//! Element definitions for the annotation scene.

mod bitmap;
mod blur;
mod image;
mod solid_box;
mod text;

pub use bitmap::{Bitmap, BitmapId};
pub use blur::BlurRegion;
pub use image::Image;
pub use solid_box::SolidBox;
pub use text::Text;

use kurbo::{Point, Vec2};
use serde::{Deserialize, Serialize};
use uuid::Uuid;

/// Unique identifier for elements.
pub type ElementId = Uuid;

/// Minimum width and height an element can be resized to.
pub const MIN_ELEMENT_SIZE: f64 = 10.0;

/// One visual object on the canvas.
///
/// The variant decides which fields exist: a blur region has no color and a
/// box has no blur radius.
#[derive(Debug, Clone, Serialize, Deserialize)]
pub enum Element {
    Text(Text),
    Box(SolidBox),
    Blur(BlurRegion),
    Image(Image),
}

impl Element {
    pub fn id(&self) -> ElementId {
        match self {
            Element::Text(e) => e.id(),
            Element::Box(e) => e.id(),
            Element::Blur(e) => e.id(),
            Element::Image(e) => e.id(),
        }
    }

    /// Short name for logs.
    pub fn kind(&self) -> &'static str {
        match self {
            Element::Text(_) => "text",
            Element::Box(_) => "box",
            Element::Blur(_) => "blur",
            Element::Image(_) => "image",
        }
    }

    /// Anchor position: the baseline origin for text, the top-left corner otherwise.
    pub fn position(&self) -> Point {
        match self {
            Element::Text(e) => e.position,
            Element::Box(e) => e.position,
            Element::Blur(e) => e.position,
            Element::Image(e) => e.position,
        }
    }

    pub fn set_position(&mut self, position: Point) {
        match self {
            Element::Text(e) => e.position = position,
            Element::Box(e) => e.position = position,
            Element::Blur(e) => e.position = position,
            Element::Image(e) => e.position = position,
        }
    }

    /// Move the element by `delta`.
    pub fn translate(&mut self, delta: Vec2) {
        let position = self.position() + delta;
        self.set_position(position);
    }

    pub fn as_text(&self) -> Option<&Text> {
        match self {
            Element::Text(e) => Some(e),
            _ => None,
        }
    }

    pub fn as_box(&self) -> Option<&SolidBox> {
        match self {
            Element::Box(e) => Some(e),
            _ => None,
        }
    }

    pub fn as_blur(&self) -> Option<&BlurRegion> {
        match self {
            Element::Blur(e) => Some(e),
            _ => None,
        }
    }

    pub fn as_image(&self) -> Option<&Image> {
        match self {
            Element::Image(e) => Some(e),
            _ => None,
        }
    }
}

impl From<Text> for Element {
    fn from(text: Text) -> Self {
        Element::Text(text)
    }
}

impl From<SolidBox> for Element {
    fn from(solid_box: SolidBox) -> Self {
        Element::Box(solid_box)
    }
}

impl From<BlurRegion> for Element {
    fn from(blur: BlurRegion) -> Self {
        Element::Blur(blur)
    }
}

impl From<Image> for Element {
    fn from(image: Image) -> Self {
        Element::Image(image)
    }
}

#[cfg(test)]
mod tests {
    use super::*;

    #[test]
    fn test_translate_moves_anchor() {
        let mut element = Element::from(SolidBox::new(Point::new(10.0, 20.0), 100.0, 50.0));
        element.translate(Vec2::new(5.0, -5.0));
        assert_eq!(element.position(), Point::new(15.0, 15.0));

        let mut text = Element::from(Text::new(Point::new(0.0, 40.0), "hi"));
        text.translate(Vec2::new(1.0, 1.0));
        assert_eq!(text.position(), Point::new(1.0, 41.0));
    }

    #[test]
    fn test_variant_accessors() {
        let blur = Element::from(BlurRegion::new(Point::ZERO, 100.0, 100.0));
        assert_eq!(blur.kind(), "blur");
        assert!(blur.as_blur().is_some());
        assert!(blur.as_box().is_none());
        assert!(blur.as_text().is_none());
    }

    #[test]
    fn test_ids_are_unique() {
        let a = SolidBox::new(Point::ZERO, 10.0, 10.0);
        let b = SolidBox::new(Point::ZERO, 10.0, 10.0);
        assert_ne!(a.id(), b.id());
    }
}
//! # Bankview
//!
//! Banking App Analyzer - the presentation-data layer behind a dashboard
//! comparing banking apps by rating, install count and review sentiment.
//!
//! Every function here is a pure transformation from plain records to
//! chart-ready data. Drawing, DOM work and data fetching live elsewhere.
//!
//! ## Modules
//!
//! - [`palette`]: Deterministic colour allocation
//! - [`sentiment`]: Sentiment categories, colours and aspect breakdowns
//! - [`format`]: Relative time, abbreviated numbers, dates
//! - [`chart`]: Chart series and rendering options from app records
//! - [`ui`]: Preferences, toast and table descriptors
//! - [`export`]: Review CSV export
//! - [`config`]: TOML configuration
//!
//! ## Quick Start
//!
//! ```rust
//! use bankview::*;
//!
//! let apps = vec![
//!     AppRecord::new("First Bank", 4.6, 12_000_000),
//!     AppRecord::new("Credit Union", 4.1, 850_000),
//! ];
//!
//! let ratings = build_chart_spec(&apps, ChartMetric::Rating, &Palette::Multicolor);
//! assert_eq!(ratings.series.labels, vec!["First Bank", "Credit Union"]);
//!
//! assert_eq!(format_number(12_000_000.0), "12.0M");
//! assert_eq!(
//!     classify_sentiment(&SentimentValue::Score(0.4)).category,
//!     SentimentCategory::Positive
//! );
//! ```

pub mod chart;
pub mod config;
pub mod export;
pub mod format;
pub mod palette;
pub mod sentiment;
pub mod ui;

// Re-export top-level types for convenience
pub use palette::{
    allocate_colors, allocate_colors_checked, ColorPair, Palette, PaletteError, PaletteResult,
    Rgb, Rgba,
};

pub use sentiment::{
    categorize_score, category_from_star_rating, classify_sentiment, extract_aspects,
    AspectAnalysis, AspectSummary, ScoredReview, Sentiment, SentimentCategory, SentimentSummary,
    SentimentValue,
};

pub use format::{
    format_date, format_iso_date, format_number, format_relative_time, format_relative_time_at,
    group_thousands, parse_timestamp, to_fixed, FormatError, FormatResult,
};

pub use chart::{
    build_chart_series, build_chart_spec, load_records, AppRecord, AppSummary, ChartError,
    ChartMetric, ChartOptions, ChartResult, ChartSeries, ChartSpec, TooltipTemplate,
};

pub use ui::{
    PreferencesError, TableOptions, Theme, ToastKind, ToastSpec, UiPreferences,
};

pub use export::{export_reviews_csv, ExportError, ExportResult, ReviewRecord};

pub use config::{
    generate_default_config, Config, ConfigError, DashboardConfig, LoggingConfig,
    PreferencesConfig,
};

++++

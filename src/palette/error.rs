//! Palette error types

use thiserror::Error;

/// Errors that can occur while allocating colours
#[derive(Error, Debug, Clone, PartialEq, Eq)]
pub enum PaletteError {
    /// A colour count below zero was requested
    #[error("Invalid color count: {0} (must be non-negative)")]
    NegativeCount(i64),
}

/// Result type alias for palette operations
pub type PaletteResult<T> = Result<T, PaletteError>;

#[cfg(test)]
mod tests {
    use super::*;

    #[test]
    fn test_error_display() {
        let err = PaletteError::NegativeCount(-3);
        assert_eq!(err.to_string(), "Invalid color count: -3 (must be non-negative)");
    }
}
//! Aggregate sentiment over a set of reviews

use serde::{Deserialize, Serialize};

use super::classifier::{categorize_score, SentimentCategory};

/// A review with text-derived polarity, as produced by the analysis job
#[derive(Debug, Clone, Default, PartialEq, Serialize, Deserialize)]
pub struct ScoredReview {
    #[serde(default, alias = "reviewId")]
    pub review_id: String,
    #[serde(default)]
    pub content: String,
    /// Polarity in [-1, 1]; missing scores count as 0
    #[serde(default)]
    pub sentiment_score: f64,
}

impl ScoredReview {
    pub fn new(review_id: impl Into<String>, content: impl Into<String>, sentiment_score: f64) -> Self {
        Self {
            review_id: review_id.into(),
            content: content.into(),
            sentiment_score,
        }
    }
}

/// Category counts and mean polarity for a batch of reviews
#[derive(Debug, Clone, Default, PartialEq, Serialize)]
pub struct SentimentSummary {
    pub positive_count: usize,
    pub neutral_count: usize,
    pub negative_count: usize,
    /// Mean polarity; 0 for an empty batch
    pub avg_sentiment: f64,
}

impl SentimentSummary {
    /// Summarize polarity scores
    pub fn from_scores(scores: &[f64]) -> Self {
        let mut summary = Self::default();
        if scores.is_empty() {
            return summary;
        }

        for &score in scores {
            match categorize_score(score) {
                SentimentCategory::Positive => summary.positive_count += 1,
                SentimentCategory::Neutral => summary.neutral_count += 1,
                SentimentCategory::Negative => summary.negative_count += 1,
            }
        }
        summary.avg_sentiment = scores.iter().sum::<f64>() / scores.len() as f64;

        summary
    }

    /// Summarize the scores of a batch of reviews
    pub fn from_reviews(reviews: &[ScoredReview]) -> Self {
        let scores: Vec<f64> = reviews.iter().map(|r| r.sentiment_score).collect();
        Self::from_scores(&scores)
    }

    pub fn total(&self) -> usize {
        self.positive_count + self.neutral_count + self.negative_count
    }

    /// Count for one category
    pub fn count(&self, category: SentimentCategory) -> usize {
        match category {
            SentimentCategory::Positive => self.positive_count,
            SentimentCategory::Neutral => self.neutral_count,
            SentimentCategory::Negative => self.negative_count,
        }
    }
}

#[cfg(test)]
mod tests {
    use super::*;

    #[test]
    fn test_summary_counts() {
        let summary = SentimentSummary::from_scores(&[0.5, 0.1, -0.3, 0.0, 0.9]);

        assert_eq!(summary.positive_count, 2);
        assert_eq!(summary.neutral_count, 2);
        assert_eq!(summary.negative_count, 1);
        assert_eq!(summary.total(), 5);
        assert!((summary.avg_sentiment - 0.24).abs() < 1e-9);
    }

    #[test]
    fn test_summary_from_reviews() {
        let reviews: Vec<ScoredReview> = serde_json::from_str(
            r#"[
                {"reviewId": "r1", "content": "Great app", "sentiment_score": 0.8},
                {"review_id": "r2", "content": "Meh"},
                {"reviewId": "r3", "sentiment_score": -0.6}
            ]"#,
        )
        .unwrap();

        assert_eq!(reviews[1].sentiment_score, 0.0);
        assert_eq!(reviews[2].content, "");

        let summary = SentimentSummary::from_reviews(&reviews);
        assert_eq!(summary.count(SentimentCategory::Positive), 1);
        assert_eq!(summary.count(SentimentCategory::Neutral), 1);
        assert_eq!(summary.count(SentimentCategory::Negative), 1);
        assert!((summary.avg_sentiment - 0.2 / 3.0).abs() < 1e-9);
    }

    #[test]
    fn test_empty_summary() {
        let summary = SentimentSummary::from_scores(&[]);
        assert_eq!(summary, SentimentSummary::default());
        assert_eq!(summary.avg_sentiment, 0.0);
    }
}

++++

Task to carry out:
Where a line of the data above includes "Deserialize", copy that line.

Solved exercise:
use serde::{Deserialize, Serialize};
#[derive(Debug, Clone, Serialize, Deserialize)]
use serde::{Deserialize, Serialize};
#[derive(Debug, Clone, Default, PartialEq, Serialize, Deserialize)]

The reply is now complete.